//! RPC-level session (C1). A session is minted on `initialize` and must be
//! presented on every subsequent call within its lifetime.

use serde::{Deserialize, Serialize};

#[derive(Debug, Clone, Serialize, Deserialize)]
pub struct ClientInfo {
    pub name: String,
    pub version: String,
}

#[derive(Debug, Clone, Serialize, Deserialize)]
pub struct Session {
    pub session_id: String,
    pub client_info: ClientInfo,
    pub protocol_version: String,
    pub creation_time: String,
    pub last_touched: String,
}
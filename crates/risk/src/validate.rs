//! Pure validation functions (§4.4): proposal + policy -> `RiskVerdict`.
//! No I/O, no portfolio access — the validator never sees portfolio state.

use shared_models::policy::RiskPolicy;
use shared_models::trade::RiskVerdict;

/// Trade validation (§4.4): the violation set is empty iff confidence >=
/// min_confidence AND volatility <= max_volatility AND position_size_fraction
/// <= max_position_fraction AND trade_value <= max_single_trade_value.
pub fn validate_trade(
    policy: &RiskPolicy,
    confidence: f64,
    volatility: f64,
    position_size_fraction: f64,
    trade_value: f64,
) -> RiskVerdict {
    let mut violations = Vec::new();

    if confidence < policy.min_confidence {
        violations.push(format!(
            "confidence {confidence:.2} below minimum {:.2}",
            policy.min_confidence
        ));
    }
    if volatility > policy.max_volatility {
        violations.push(format!(
            "volatility {volatility:.2} exceeds maximum {:.2}",
            policy.max_volatility
        ));
    }
    if position_size_fraction > policy.max_position_fraction {
        violations.push(format!(
            "position size fraction {position_size_fraction:.2} exceeds maximum {:.2}",
            policy.max_position_fraction
        ));
    }
    if trade_value > policy.max_single_trade_value {
        violations.push(format!(
            "trade value {trade_value:.2} exceeds maximum {:.2}",
            policy.max_single_trade_value
        ));
    }

    // risk_score = mean of three normalized factors, each clamped to [0,1]
    // (§4.4); informational only, never a gate on its own (Glossary).
    let vol_factor = (volatility / policy.max_volatility).clamp(0.0, 1.0);
    let confidence_factor = (1.0 - confidence).clamp(0.0, 1.0);
    let size_factor = (position_size_fraction / policy.max_position_fraction).clamp(0.0, 1.0);
    let risk_score = (vol_factor + confidence_factor + size_factor) / 3.0;

    let mut verdict = RiskVerdict::new(violations, risk_score);
    verdict.position_size_fraction = Some(position_size_fraction);
    verdict
}

/// Rebalance validation (§4.4): turnover_fraction must be <= the caller-
/// supplied max, and each individual change's value fraction must be <=
/// max_position_fraction.
pub fn validate_rebalance(
    policy: &RiskPolicy,
    turnover_fraction: f64,
    max_turnover_fraction: f64,
    change_fractions: &[(String, f64)],
) -> RiskVerdict {
    let mut violations = Vec::new();

    if turnover_fraction > max_turnover_fraction {
        violations.push(format!(
            "turnover fraction {turnover_fraction:.2} exceeds maximum {max_turnover_fraction:.2}"
        ));
    }

    for (symbol, fraction) in change_fractions {
        if *fraction > policy.max_position_fraction {
            violations.push(format!(
                "{symbol} change fraction {fraction:.2} exceeds maximum {:.2}",
                policy.max_position_fraction
            ));
        }
    }

    let turnover_factor = (turnover_fraction / max_turnover_fraction.max(f64::EPSILON)).clamp(0.0, 1.0);
    let worst_change_factor = change_fractions
        .iter()
        .map(|(_, f)| (*f / policy.max_position_fraction).clamp(0.0, 1.0))
        .fold(0.0_f64, f64::max);
    let risk_score = (turnover_factor + worst_change_factor) / 2.0;

    let mut verdict = RiskVerdict::new(violations, risk_score);
    verdict.turnover_fraction = Some(turnover_fraction);
    verdict
}

#[cfg(test)]
mod tests {
    use super::*;

    #[test]
    fn s1_oversized_position_is_rejected() {
        // §8 S1: position_size_fraction=0.24 fails max_position_fraction=0.15.
        let policy = RiskPolicy::default();
        let verdict = validate_trade(&policy, 0.648, 0.35, 0.24, 24_000.0);
        assert!(!verdict.approved);
        assert!(verdict.violations.iter().any(|v| v.contains("position size")));
    }

    #[test]
    fn s2_small_trade_is_approved() {
        // §8 S2: fraction=0.048, confidence~0.648, all checks pass.
        let policy = RiskPolicy::default();
        let verdict = validate_trade(&policy, 0.648, 0.35, 0.048, 4_800.0);
        assert!(verdict.approved);
        assert!(verdict.violations.is_empty());
    }

    #[test]
    fn approved_iff_violations_empty() {
        let policy = RiskPolicy::default();
        let approved = validate_trade(&policy, 0.9, 0.1, 0.05, 1_000.0);
        let rejected = validate_trade(&policy, 0.1, 0.9, 0.9, 50_000.0);
        assert_eq!(approved.approved, approved.violations.is_empty());
        assert_eq!(rejected.approved, rejected.violations.is_empty());
        assert!(approved.approved);
        assert!(!rejected.approved);
    }

    #[test]
    fn rebalance_flags_excess_turnover() {
        let policy = RiskPolicy::default();
        let verdict = validate_rebalance(&policy, 0.45, 0.30, &[("A".to_string(), 0.05)]);
        assert!(!verdict.approved);
        assert!(verdict.violations.iter().any(|v| v.contains("turnover")));
    }

    #[test]
    fn rebalance_within_bounds_is_approved() {
        let policy = RiskPolicy::default();
        let verdict = validate_rebalance(&policy, 0.10, 0.30, &[("A".to_string(), 0.05)]);
        assert!(verdict.approved);
    }
}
- - - -
§ WORK ITEM
Would you please give the data above again, exactly as it appears?

§ TASK ANSWER
//! RPC-level session (C1). A session is minted on `initialize` and must be
//! presented on every subsequent call within its lifetime.

use serde::{Deserialize, Serialize};

#[derive(Debug, Clone, Serialize, Deserialize)]
pub struct ClientInfo {
    pub name: String,
    pub version: String,
}

#[derive(Debug, Clone, Serialize, Deserialize)]
pub struct Session {
    pub session_id: String,
    pub client_info: ClientInfo,
    pub protocol_version: String,
    pub creation_time: String,
    pub last_touched: String,
}
filename crates/risk/src/validate.rs
//! Pure validation functions (§4.4): proposal + policy -> `RiskVerdict`.
//! No I/O, no portfolio access — the validator never sees portfolio state.

use shared_models::policy::RiskPolicy;
use shared_models::trade::RiskVerdict;

/// Trade validation (§4.4): the violation set is empty iff confidence >=
/// min_confidence AND volatility <= max_volatility AND position_size_fraction
/// <= max_position_fraction AND trade_value <= max_single_trade_value.
pub fn validate_trade(
    policy: &RiskPolicy,
    confidence: f64,
    volatility: f64,
    position_size_fraction: f64,
    trade_value: f64,
) -> RiskVerdict {
    let mut violations = Vec::new();

    if confidence < policy.min_confidence {
        violations.push(format!(
            "confidence {confidence:.2} below minimum {:.2}",
            policy.min_confidence
        ));
    }
    if volatility > policy.max_volatility {
        violations.push(format!(
            "volatility {volatility:.2} exceeds maximum {:.2}",
            policy.max_volatility
        ));
    }
    if position_size_fraction > policy.max_position_fraction {
        violations.push(format!(
            "position size fraction {position_size_fraction:.2} exceeds maximum {:.2}",
            policy.max_position_fraction
        ));
    }
    if trade_value > policy.max_single_trade_value {
        violations.push(format!(
            "trade value {trade_value:.2} exceeds maximum {:.2}",
            policy.max_single_trade_value
        ));
    }

    // risk_score = mean of three normalized factors, each clamped to [0,1]
    // (§4.4); informational only, never a gate on its own (Glossary).
    let vol_factor = (volatility / policy.max_volatility).clamp(0.0, 1.0);
    let confidence_factor = (1.0 - confidence).clamp(0.0, 1.0);
    let size_factor = (position_size_fraction / policy.max_position_fraction).clamp(0.0, 1.0);
    let risk_score = (vol_factor + confidence_factor + size_factor) / 3.0;

    let mut verdict = RiskVerdict::new(violations, risk_score);
    verdict.position_size_fraction = Some(position_size_fraction);
    verdict
}

/// Rebalance validation (§4.4): turnover_fraction must be <= the caller-
/// supplied max, and each individual change's value fraction must be <=
/// max_position_fraction.
pub fn validate_rebalance(
    policy: &RiskPolicy,
    turnover_fraction: f64,
    max_turnover_fraction: f64,
    change_fractions: &[(String, f64)],
) -> RiskVerdict {
    let mut violations = Vec::new();

    if turnover_fraction > max_turnover_fraction {
        violations.push(format!(
            "turnover fraction {turnover_fraction:.2} exceeds maximum {max_turnover_fraction:.2}"
        ));
    }

    for (symbol, fraction) in change_fractions {
        if *fraction > policy.max_position_fraction {
            violations.push(format!(
                "{symbol} change fraction {fraction:.2} exceeds maximum {:.2}",
                policy.max_position_fraction
            ));
        }
    }

    let turnover_factor = (turnover_fraction / max_turnover_fraction.max(f64::EPSILON)).clamp(0.0, 1.0);
    let worst_change_factor = change_fractions
        .iter()
        .map(|(_, f)| (*f / policy.max_position_fraction).clamp(0.0, 1.0))
        .fold(0.0_f64, f64::max);
    let risk_score = (turnover_factor + worst_change_factor) / 2.0;

    let mut verdict = RiskVerdict::new(violations, risk_score);
    verdict.turnover_fraction = Some(turnover_fraction);
    verdict
}

#[cfg(test)]
mod tests {
    use super::*;

    #[test]
    fn s1_oversized_position_is_rejected() {
        // §8 S1: position_size_fraction=0.24 fails max_position_fraction=0.15.
        let policy = RiskPolicy::default();
        let verdict = validate_trade(&policy, 0.648, 0.35, 0.24, 24_000.0);
        assert!(!verdict.approved);
        assert!(verdict.violations.iter().any(|v| v.contains("position size")));
    }

    #[test]
    fn s2_small_trade_is_approved() {
        // §8 S2: fraction=0.048, confidence~0.648, all checks pass.
        let policy = RiskPolicy::default();
        let verdict = validate_trade(&policy, 0.648, 0.35, 0.048, 4_800.0);
        assert!(verdict.approved);
        assert!(verdict.violations.is_empty());
    }

    #[test]
    fn approved_iff_violations_empty() {
        let policy = RiskPolicy::default();
        let approved = validate_trade(&policy, 0.9, 0.1, 0.05, 1_000.0);
        let rejected = validate_trade(&policy, 0.1, 0.9, 0.9, 50_000.0);
        assert_eq!(approved.approved, approved.violations.is_empty());
        assert_eq!(rejected.approved, rejected.violations.is_empty());
        assert!(approved.approved);
        assert!(!rejected.approved);
    }

    #[test]
    fn rebalance_flags_excess_turnover() {
        let policy = RiskPolicy::default();
        let verdict = validate_rebalance(&policy, 0.45, 0.30, &[("A".to_string(), 0.05)]);
        assert!(!verdict.approved);
        assert!(verdict.violations.iter().any(|v| v.contains("turnover")));
    }

    #[test]
    fn rebalance_within_bounds_is_approved() {
        let policy = RiskPolicy::default();
        let verdict = validate_rebalance(&policy, 0.10, 0.30, &[("A".to_string(), 0.05)]);
        assert!(verdict.approved);
    }
}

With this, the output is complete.